**The problem:** Taking the line with "for one request." as the first and the line with "a regular file." as the last, set down exactly every line in that range from the entries below, and no more.

---- Provided data

use std::io::{self, Write};

/// Forwards every write to an ordered list of sinks.
///
/// Each sink receives the whole buffer via `write_all` before the next one is
/// touched. The first error is returned immediately and later sinks never see
/// that buffer, so no sink can get ahead of the ones before it.
pub struct FanOut<'a, 'w> {
    sinks: &'a mut [&'w mut dyn Write],
}

impl<'a, 'w> FanOut<'a, 'w> {
    pub fn new(sinks: &'a mut [&'w mut dyn Write]) -> Self {
        Self { sinks }
    }
}

impl Write for FanOut<'_, '_> {
    fn write(&mut self, buf: &[u8]) -> io::Result<usize> {
        for sink in self.sinks.iter_mut() {
            sink.write_all(buf)?;
        }
        Ok(buf.len())
    }

    fn flush(&mut self) -> io::Result<()> {
        for sink in self.sinks.iter_mut() {
            sink.flush()?;
        }
        Ok(())
    }
}

#[cfg(test)]
mod tests {
    use super::*;

    /// Accepts `budget` bytes, then fails every write.
    struct Failing {
        budget: usize,
        got: Vec<u8>,
    }

    impl Write for Failing {
        fn write(&mut self, buf: &[u8]) -> io::Result<usize> {
            if self.got.len() + buf.len() > self.budget {
                return Err(io::Error::new(io::ErrorKind::Other, "sink full"));
            }
            self.got.extend_from_slice(buf);
            Ok(buf.len())
        }

        fn flush(&mut self) -> io::Result<()> {
            Ok(())
        }
    }

    #[test]
    fn every_sink_sees_every_byte_in_order() {
        let mut a = Vec::new();
        let mut b = Vec::new();
        {
            let mut sinks: [&mut dyn Write; 2] = [&mut a, &mut b];
            let mut fan = FanOut::new(&mut sinks);
            fan.write_all(b"abc").unwrap();
            fan.write_all(b"def").unwrap();
        }
        assert_eq!(a, b"abcdef");
        assert_eq!(b, b"abcdef");
    }

    #[test]
    fn first_failure_stops_later_sinks() {
        let mut first = Failing {
            budget: 4,
            got: Vec::new(),
        };
        let mut second = Vec::new();
        {
            let mut sinks: [&mut dyn Write; 2] = [&mut first, &mut second];
            let mut fan = FanOut::new(&mut sinks);
            fan.write_all(b"abc").unwrap();
            assert!(fan.write_all(b"de").is_err());
        }
        assert_eq!(first.got, b"abc");
        assert_eq!(second, b"abc");
    }
}
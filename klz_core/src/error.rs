use std::fmt;
use std::io;
use std::path::{Path, PathBuf};

use thiserror::Error;

use crate::format::FrameError;
use crate::verifier::VerifyError;

/// Where in a file operation a failure happened.
#[derive(Debug, Clone, Copy, PartialEq, Eq)]
pub enum Phase {
    Validate,
    Open,
    Read,
    Transform,
    Write,
    Finalize,
    Rename,
    Cleanup,
}

impl fmt::Display for Phase {
    fn fmt(&self, f: &mut fmt::Formatter<'_>) -> fmt::Result {
        f.write_str(match self {
            Phase::Validate => "validate",
            Phase::Open => "open",
            Phase::Read => "read",
            Phase::Transform => "transform",
            Phase::Write => "write",
            Phase::Finalize => "finalize",
            Phase::Rename => "rename",
            Phase::Cleanup => "cleanup",
        })
    }
}

#[derive(Debug, Error)]
pub enum TranscodeError {
    #[error("[open] {}: no such file", .path.display())]
    SourceNotFound { path: PathBuf },

    #[error("[validate] {}: not a regular file", .path.display())]
    NotRegularFile { path: PathBuf },

    #[error("[validate] {}: unknown suffix, expected {suffix}", .path.display())]
    SuffixMismatch { path: PathBuf, suffix: String },

    #[error("[validate] {}: already exists, use --force to overwrite", .path.display())]
    DestinationExists { path: PathBuf },

    #[error("[{phase}] {}: {source}", .path.display())]
    Framing {
        phase: Phase,
        path: PathBuf,
        source: FrameError,
    },

    #[error("[{phase}] {}: permission denied: {source}", .path.display())]
    PermissionDenied {
        phase: Phase,
        path: PathBuf,
        source: io::Error,
    },

    #[error("[{phase}] {}: corrupt input: {source}", .path.display())]
    CorruptInput {
        phase: Phase,
        path: PathBuf,
        source: VerifyError,
    },

    #[error("[{phase}] {}: {source}", .path.display())]
    IoFailure {
        phase: Phase,
        path: PathBuf,
        source: io::Error,
    },

    #[error(
        "[cleanup] wrote {} but could not remove {}, both files now exist: {source}",
        .destination.display(),
        .source_path.display()
    )]
    PostconditionViolation {
        source_path: PathBuf,
        destination: PathBuf,
        source: io::Error,
    },
}

impl TranscodeError {
    pub fn phase(&self) -> Phase {
        match self {
            TranscodeError::SourceNotFound { .. } => Phase::Open,
            TranscodeError::NotRegularFile { .. }
            | TranscodeError::SuffixMismatch { .. }
            | TranscodeError::DestinationExists { .. } => Phase::Validate,
            TranscodeError::Framing { phase, .. }
            | TranscodeError::PermissionDenied { phase, .. }
            | TranscodeError::CorruptInput { phase, .. }
            | TranscodeError::IoFailure { phase, .. } => *phase,
            TranscodeError::PostconditionViolation { .. } => Phase::Cleanup,
        }
    }

    /// Tag an I/O error, keeping permission problems distinguishable.
    pub(crate) fn io(phase: Phase, path: &Path, source: io::Error) -> Self {
        let path = path.to_path_buf();
        match source.kind() {
            io::ErrorKind::PermissionDenied => TranscodeError::PermissionDenied { phase, path, source },
            _ => TranscodeError::IoFailure { phase, path, source },
        }
    }
}

#[cfg(test)]
mod tests {
    use super::*;

    #[test]
    fn messages_lead_with_phase() {
        let err = TranscodeError::io(
            Phase::Rename,
            Path::new("out.gz"),
            io::Error::new(io::ErrorKind::Other, "boom"),
        );
        assert_eq!(err.phase(), Phase::Rename);
        assert_eq!(err.to_string(), "[rename] out.gz: boom");
    }

    #[test]
    fn permission_errors_keep_their_kind() {
        let err = TranscodeError::io(
            Phase::Open,
            Path::new("a"),
            io::Error::from(io::ErrorKind::PermissionDenied),
        );
        assert!(matches!(err, TranscodeError::PermissionDenied { phase: Phase::Open, .. }));
    }
}
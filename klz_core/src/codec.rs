use std::io::{self, BufRead, Read, Write};

use crate::format::ContainerHeader;
use crate::request::Level;

/// A compressor that can be forced onto a synchronization point.
///
/// After [`sync_flush`](ChunkSink::sync_flush) returns, everything written so
/// far has reached the underlying writer as a byte-aligned prefix that a
/// decoder can fully inflate without any later data.
pub trait ChunkSink: Write {
    /// Emit a synchronization point without resetting the compression state.
    fn sync_flush(&mut self) -> io::Result<()>;

    /// Terminate the compressed stream and flush it to the underlying writer.
    fn finish(self: Box<Self>) -> io::Result<()>;
}

/// Entropy-coding backend.
///
/// The container framing, checksums and file handling all live in this crate;
/// an implementation only has to turn plaintext into DEFLATE data and back.
/// - `compress_member` is the plain path: the backend writes a whole member,
///   header and trailer included, from the given header values.
/// - `open_chunked` is the raw path used with hand-built framing.
/// - `inflate` must stop consuming `src` exactly at the end of the compressed
///   data so the caller can read the trailer that follows.
pub trait Codec: Send + Sync {
    /// Human-readable backend name for logs.
    fn name(&self) -> &'static str;

    /// Compress all of `src` into one complete member on `dst`.
    ///
    /// Returns the number of plaintext bytes consumed.
    fn compress_member(
        &self,
        src: &mut dyn Read,
        dst: &mut dyn Write,
        header: &ContainerHeader,
        level: Level,
    ) -> io::Result<u64>;

    /// Open a raw DEFLATE compressor writing into `dst`.
    fn open_chunked<'w>(&self, dst: &'w mut dyn Write, level: Level) -> Box<dyn ChunkSink + 'w>;

    /// Raw DEFLATE decoder reading from `src`.
    fn inflate<'r>(&self, src: &'r mut dyn BufRead) -> Box<dyn Read + 'r>;
}
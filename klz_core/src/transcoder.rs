use std::fs::{self, File, Metadata};
use std::io::{self, BufReader, BufWriter, Read, Write};
use std::path::{Path, PathBuf};
use std::sync::Arc;
use std::time::{Duration, Instant, UNIX_EPOCH};

use crate::codec::Codec;
use crate::encoder::ChunkedStreamEncoder;
use crate::error::{Phase, TranscodeError};
use crate::format::ContainerHeader;
use crate::pending::PendingOutput;
use crate::request::{Level, Mode, Suffix, TranscodeRequest};
use crate::verifier::{IntegrityVerifier, VerifyError};

/// Comment stored in the header of sync-friendly output.
pub const CHUNKED_COMMENT: &str = "rsyncable: 64 KiB sync-flushed chunks";

const IO_BUF_SIZE: usize = 64 * 1024;

/// Summary of a finished file operation.
#[derive(Debug, Clone)]
pub struct TranscodeOutcome {
    pub mode: Mode,
    pub source: PathBuf,
    /// `None` in test mode.
    pub destination: Option<PathBuf>,
    /// Bytes read from the source.
    pub input_len: u64,
    /// Bytes written to the destination, or decoded bytes in test mode.
    pub output_len: u64,
    pub elapsed: Duration,
    pub source_removed: bool,
}

enum Transform {
    Compress(ContainerHeader),
    Decompress,
}

/// Validated plan for one request.
enum Plan {
    Stage {
        destination: PathBuf,
        transform: Transform,
    },
    Test,
}

/// Compresses, decompresses, or tests one file at a time.
///
/// # Operation sequence
/// 1. Stat and open the source; reject anything but a regular file.
/// 2. Derive the destination and check the overwrite policy. For compression,
///    encode the header now so a bad name fails before anything is staged.
/// 3. Stage the output in a temporary file beside the destination and stream
///    the source through the codec into it.
/// 4. Flush, fsync, and rename the staged file over the destination. Without
///    `overwrite`, a destination created in the meantime is not replaced.
/// 5. Remove the source unless `keep_source` is set.
///
/// A failure in 3 or 4 deletes the staged file and leaves both the source and
/// any previous destination untouched. A failure in 5 is reported as
/// [`TranscodeError::PostconditionViolation`]; the new destination stays.
///
/// The transcoder holds no per-request state and can be shared across threads.
pub struct AtomicFileTranscoder {
    codec: Arc<dyn Codec>,
}

impl AtomicFileTranscoder {
    pub fn new(codec: Arc<dyn Codec>) -> Self {
        Self { codec }
    }

    pub fn run(&self, req: &TranscodeRequest) -> Result<TranscodeOutcome, TranscodeError> {
        let started = Instant::now();
        log::debug!(
            "{} {}: suffix={} level={} overwrite={} keep={} name={} chunked={} codec={}",
            req.mode,
            req.source.display(),
            req.suffix,
            req.level,
            req.overwrite,
            req.keep_source,
            req.embed_name,
            req.chunked,
            self.codec.name()
        );
        if req.verbose {
            log::info!("{} {}", progress_verb(req), req.source.display());
        }

        let (meta, source) = open_source(&req.source)?;
        let outcome = match plan(req, &meta)? {
            Plan::Test => self.test(req, source, meta.len(), started)?,
            Plan::Stage {
                destination,
                transform,
            } => self.transcode(req, source, &destination, &transform, started)?,
        };

        if req.verbose {
            log_summary(req, &outcome);
        }
        Ok(outcome)
    }

    fn test(
        &self,
        req: &TranscodeRequest,
        source: File,
        input_len: u64,
        started: Instant,
    ) -> Result<TranscodeOutcome, TranscodeError> {
        let reader = BufReader::with_capacity(IO_BUF_SIZE, source);
        let report = IntegrityVerifier::new(self.codec.as_ref())
            .verify(reader)
            .map_err(|e| verify_error(e, &req.source, &req.source))?;
        Ok(TranscodeOutcome {
            mode: Mode::Test,
            source: req.source.clone(),
            destination: None,
            input_len,
            output_len: report.decoded_len,
            elapsed: started.elapsed(),
            source_removed: false,
        })
    }

    fn transcode(
        &self,
        req: &TranscodeRequest,
        source: File,
        destination: &Path,
        transform: &Transform,
        started: Instant,
    ) -> Result<TranscodeOutcome, TranscodeError> {
        let mut pending = PendingOutput::create(destination)
            .map_err(|e| TranscodeError::io(Phase::Open, destination, e))?;
        log::debug!("staging {}", pending.staged_path().display());

        let (input_len, output_len) = match self.stage(req, source, transform, &mut pending) {
            Ok(lens) => lens,
            Err(err) => {
                discard(pending);
                return Err(err);
            }
        };

        pending.promote(req.overwrite).map_err(|e| {
            if !req.overwrite && e.kind() == io::ErrorKind::AlreadyExists {
                TranscodeError::DestinationExists {
                    path: destination.to_path_buf(),
                }
            } else {
                TranscodeError::io(Phase::Rename, destination, e)
            }
        })?;

        let source_removed = if req.keep_source {
            false
        } else {
            fs::remove_file(&req.source).map_err(|source| {
                TranscodeError::PostconditionViolation {
                    source_path: req.source.clone(),
                    destination: destination.to_path_buf(),
                    source,
                }
            })?;
            true
        };

        Ok(TranscodeOutcome {
            mode: req.mode,
            source: req.source.clone(),
            destination: Some(destination.to_path_buf()),
            input_len,
            output_len,
            elapsed: started.elapsed(),
            source_removed,
        })
    }

    /// Stream the source into the staged file and make it durable.
    ///
    /// Returns (bytes read, bytes staged). The source handle is closed on
    /// return.
    fn stage(
        &self,
        req: &TranscodeRequest,
        source: File,
        transform: &Transform,
        pending: &mut PendingOutput,
    ) -> Result<(u64, u64), TranscodeError> {
        let destination = pending.destination().to_path_buf();
        let mut reader = BufReader::with_capacity(IO_BUF_SIZE, SourceReader::new(source));
        let mut out = BufWriter::with_capacity(IO_BUF_SIZE, pending.file_mut());

        match transform {
            Transform::Compress(header) => {
                let result = if req.chunked {
                    self.compress_chunked(&mut reader, &mut out, header, req.level)
                } else {
                    self.codec
                        .compress_member(&mut reader, &mut out, header, req.level)
                        .map(|_| ())
                };
                result.map_err(|e| {
                    if reader.get_ref().failed {
                        TranscodeError::io(Phase::Read, &req.source, e)
                    } else {
                        TranscodeError::io(Phase::Write, &destination, e)
                    }
                })?;
            }
            Transform::Decompress => {
                IntegrityVerifier::new(self.codec.as_ref())
                    .decode(&mut reader, &mut out)
                    .map_err(|e| verify_error(e, &req.source, &destination))?;
            }
        }
        let input_len = reader.get_ref().consumed;
        drop(reader);

        out.flush()
            .map_err(|e| TranscodeError::io(Phase::Finalize, &destination, e))?;
        drop(out);
        pending
            .sync()
            .map_err(|e| TranscodeError::io(Phase::Finalize, &destination, e))?;
        let output_len = pending
            .len()
            .map_err(|e| TranscodeError::io(Phase::Finalize, &destination, e))?;
        Ok((input_len, output_len))
    }

    /// Hand-built header, sync-flushed DEFLATE payload, footer from the
    /// encoder's running checksum.
    fn compress_chunked(
        &self,
        src: &mut dyn Read,
        dst: &mut dyn Write,
        header: &ContainerHeader,
        level: Level,
    ) -> io::Result<()> {
        header.write_to(dst)?;
        let mut encoder = ChunkedStreamEncoder::new(self.codec.open_chunked(&mut *dst, level));
        io::copy(src, &mut encoder)?;
        let footer = encoder.finish()?;
        footer.write_to(dst)
    }
}

/// Destination for `req`: suffix appended on compression, stripped on
/// decompression, none for testing.
pub fn destination_for(req: &TranscodeRequest) -> Result<Option<PathBuf>, TranscodeError> {
    match req.mode {
        Mode::Compress => {
            let mut name = req.source.clone().into_os_string();
            name.push(req.suffix.as_str());
            Ok(Some(PathBuf::from(name)))
        }
        Mode::Decompress => strip_suffix(&req.source, &req.suffix)
            .map(Some)
            .ok_or_else(|| TranscodeError::SuffixMismatch {
                path: req.source.clone(),
                suffix: req.suffix.to_string(),
            }),
        Mode::Test => Ok(None),
    }
}

#[cfg(unix)]
fn strip_suffix(path: &Path, suffix: &Suffix) -> Option<PathBuf> {
    use std::ffi::OsStr;
    use std::os::unix::ffi::OsStrExt;

    let name = path.file_name()?.as_bytes();
    match name.strip_suffix(suffix.as_str().as_bytes()) {
        Some(stem) if !stem.is_empty() => Some(path.with_file_name(OsStr::from_bytes(stem))),
        _ => None,
    }
}

/// Non-unix names must be valid Unicode to have a suffix stripped.
#[cfg(not(unix))]
fn strip_suffix(path: &Path, suffix: &Suffix) -> Option<PathBuf> {
    let name = path.file_name()?.to_str()?;
    match name.strip_suffix(suffix.as_str()) {
        Some(stem) if !stem.is_empty() => Some(path.with_file_name(stem)),
        _ => None,
    }
}

fn open_source(path: &Path) -> Result<(Metadata, File), TranscodeError> {
    let not_found = |e: io::Error| match e.kind() {
        io::ErrorKind::NotFound => TranscodeError::SourceNotFound {
            path: path.to_path_buf(),
        },
        _ => TranscodeError::io(Phase::Open, path, e),
    };
    let meta = fs::metadata(path).map_err(not_found)?;
    if !meta.is_file() {
        return Err(TranscodeError::NotRegularFile {
            path: path.to_path_buf(),
        });
    }
    let file = File::open(path).map_err(not_found)?;
    Ok((meta, file))
}

fn plan(req: &TranscodeRequest, meta: &Metadata) -> Result<Plan, TranscodeError> {
    let destination = match destination_for(req)? {
        Some(d) => d,
        None => return Ok(Plan::Test),
    };
    if !req.overwrite && fs::symlink_metadata(&destination).is_ok() {
        return Err(TranscodeError::DestinationExists { path: destination });
    }
    let transform = match req.mode {
        Mode::Compress => Transform::Compress(header_for(req, meta)?),
        _ => Transform::Decompress,
    };
    Ok(Plan::Stage {
        destination,
        transform,
    })
}

/// Header values for compressing `req.source`, already checked to encode.
fn header_for(req: &TranscodeRequest, meta: &Metadata) -> Result<ContainerHeader, TranscodeError> {
    let mut header = ContainerHeader::default();
    if req.embed_name {
        header.name = Some(
            req.source
                .file_name()
                .map(|n| n.to_string_lossy().into_owned())
                .unwrap_or_default(),
        );
        header.mtime = meta
            .modified()
            .ok()
            .and_then(|t| t.duration_since(UNIX_EPOCH).ok())
            .map(|d| d.as_secs() as u32)
            .unwrap_or(0);
    }
    if req.chunked {
        header.comment = Some(CHUNKED_COMMENT.to_string());
    }
    header
        .encode()
        .map_err(|source| TranscodeError::Framing {
            phase: Phase::Validate,
            path: req.source.clone(),
            source,
        })?;
    Ok(header)
}

fn verify_error(err: VerifyError, source: &Path, destination: &Path) -> TranscodeError {
    match err {
        VerifyError::Read(e) => TranscodeError::io(Phase::Read, source, e),
        VerifyError::Write(e) => TranscodeError::io(Phase::Write, destination, e),
        other => TranscodeError::CorruptInput {
            phase: Phase::Transform,
            path: source.to_path_buf(),
            source: other,
        },
    }
}

fn discard(pending: PendingOutput) {
    let staged = pending.staged_path().to_path_buf();
    if let Err(e) = pending.discard() {
        log::warn!("could not remove staged file {}: {}", staged.display(), e);
    }
}

fn progress_verb(req: &TranscodeRequest) -> &'static str {
    match (req.mode, req.chunked) {
        (Mode::Compress, true) => "Compressing (rsyncable)",
        (Mode::Compress, false) => "Compressing",
        (Mode::Decompress, _) => "Decompressing",
        (Mode::Test, _) => "Testing",
    }
}

fn log_summary(req: &TranscodeRequest, outcome: &TranscodeOutcome) {
    let input = human_bytes(outcome.input_len);
    let output = human_bytes(outcome.output_len);
    match (&outcome.destination, outcome.mode) {
        (Some(dst), Mode::Compress) => log::info!(
            "Compressed {} from {} to {} (level {}) in {:.3?}",
            dst.display(),
            input,
            output,
            req.level,
            outcome.elapsed
        ),
        (Some(dst), _) => log::info!(
            "Decompressed {} from {} to {} in {:.3?}",
            dst.display(),
            input,
            output,
            outcome.elapsed
        ),
        (None, _) => log::info!(
            "Tested {} ({}) in {:.3?}",
            outcome.source.display(),
            input,
            outcome.elapsed
        ),
    }
}

pub fn human_bytes(n: u64) -> String {
    const UNITS: &[&str] = &["B", "KB", "MB", "GB", "TB"];
    let mut v = n as f64;
    let mut unit = 0;
    while v >= 1024.0 && unit < UNITS.len() - 1 {
        v /= 1024.0;
        unit += 1;
    }
    if unit == 0 {
        format!("{} B", n)
    } else {
        format!("{:.2} {}", v, UNITS[unit])
    }
}

/// Counts bytes taken from the source and remembers whether reading failed,
/// so an I/O error coming back out of a codec can be blamed on the right file.
struct SourceReader<R> {
    inner: R,
    consumed: u64,
    failed: bool,
}

impl<R> SourceReader<R> {
    fn new(inner: R) -> Self {
        Self {
            inner,
            consumed: 0,
            failed: false,
        }
    }
}

impl<R: Read> Read for SourceReader<R> {
    fn read(&mut self, buf: &mut [u8]) -> io::Result<usize> {
        match self.inner.read(buf) {
            Ok(n) => {
                self.consumed += n as u64;
                Ok(n)
            }
            Err(e) => {
                if e.kind() != io::ErrorKind::Interrupted {
                    self.failed = true;
                }
                Err(e)
            }
        }
    }
}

--------

**Result of the exercise:**
/// Validated plan for one request.
enum Plan {
    Stage {
        destination: PathBuf,
        transform: Transform,
    },
    Test,
}

/// Compresses, decompresses, or tests one file at a time.
///
/// # Operation sequence
/// 1. Stat and open the source; reject anything but a regular file.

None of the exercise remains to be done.